The adventures of a modern Holmes and a girl Moriarty, begun in Lock & Mori (2015), continue.
When Jamie Moriarty—Mori—proved her abusive father was the serial killer responsible for murdering Mori's con-artist mother and best friend, it just complicated her life. Sure, as a 16-year-old she's allowed to live alone, but her beloved kid brothers are saved from the foster system only by the fortuitous appearance of their dead mother's BFF. Mori's ex-cop dad has too many allies in the police force; are they responsible for framing Mori by leaving a dismembered hand in her rubbish bin? Mori's relationship with her brilliant classmate Lock—Sherlock Holmes himself—develops romantically (was the gender-swap really necessary to add sexual tension to this century-old pairing of beloved enemies?), but Mori keeps a distance, protecting her heart. Sherlock repeatedly imposes on Mori far too often (while mouthing platitudes about respect), with unpleasant boundary pushing that leads Mori to doubt herself.
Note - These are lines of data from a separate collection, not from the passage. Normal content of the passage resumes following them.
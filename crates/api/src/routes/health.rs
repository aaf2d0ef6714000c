//! Health check endpoint.

use std::sync::Arc;

use axum::Json;
use axum::extract::State;
use serde::Serialize;

use super::todos::AppState;

#[derive(Serialize)]
pub struct HealthResponse {
    pub status: &'static str,
    pub todos: usize,
    pub version: u64,
}

/// GET /health — returns system health and the size of the todo store.
pub async fn check(State(state): State<Arc<AppState>>) -> Json<HealthResponse> {
    Json(HealthResponse {
        status: "ok",
        todos: state.store.len(),
        version: state.store.version().as_u64(),
    })
}
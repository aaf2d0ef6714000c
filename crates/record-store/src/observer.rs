//! Cross-cutting observers attached through [`Store::subscribe`].
//!
//! These replace wrapping the store: each observer is an ordinary
//! subscription projecting the record set's version and size.

use crate::{ReleaseHandle, Store, Version};

/// Publishes every state transition as a `debug` tracing event.
pub fn attach_tracing<V>(store: &Store<V>, name: &'static str) -> ReleaseHandle
where
    V: Clone + Send + Sync + 'static,
{
    store.subscribe(
        |set| (set.version(), set.len()),
        move |(version, records): &(Version, usize)| {
            tracing::debug!(store = name, %version, records, "state transition");
        },
    )
}

/// Records a size gauge and an update counter labelled with `name`.
pub fn attach_metrics<V>(store: &Store<V>, name: &'static str) -> ReleaseHandle
where
    V: Clone + Send + Sync + 'static,
{
    metrics::gauge!("record_store_records", "store" => name).set(store.len() as f64);
    store.subscribe(
        |set| (set.version(), set.len()),
        move |(_, records): &(Version, usize)| {
            metrics::counter!("record_store_updates_total", "store" => name).increment(1);
            metrics::gauge!("record_store_records", "store" => name).set(*records as f64);
        },
    )
}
Luckily, she's a splendidly resourceful heroine: despite her gaslighting father, her pushy boyfriend, and the multiple murderers who trash her house and leave a corpse in her doorway, Mori keeps her own wise counsel and solves the many puzzles around her. Copious Americanisms weaken the London setting of these white teens.
A surprise twist sets up the cracker of a cliffhanger. (Thriller. 12-15)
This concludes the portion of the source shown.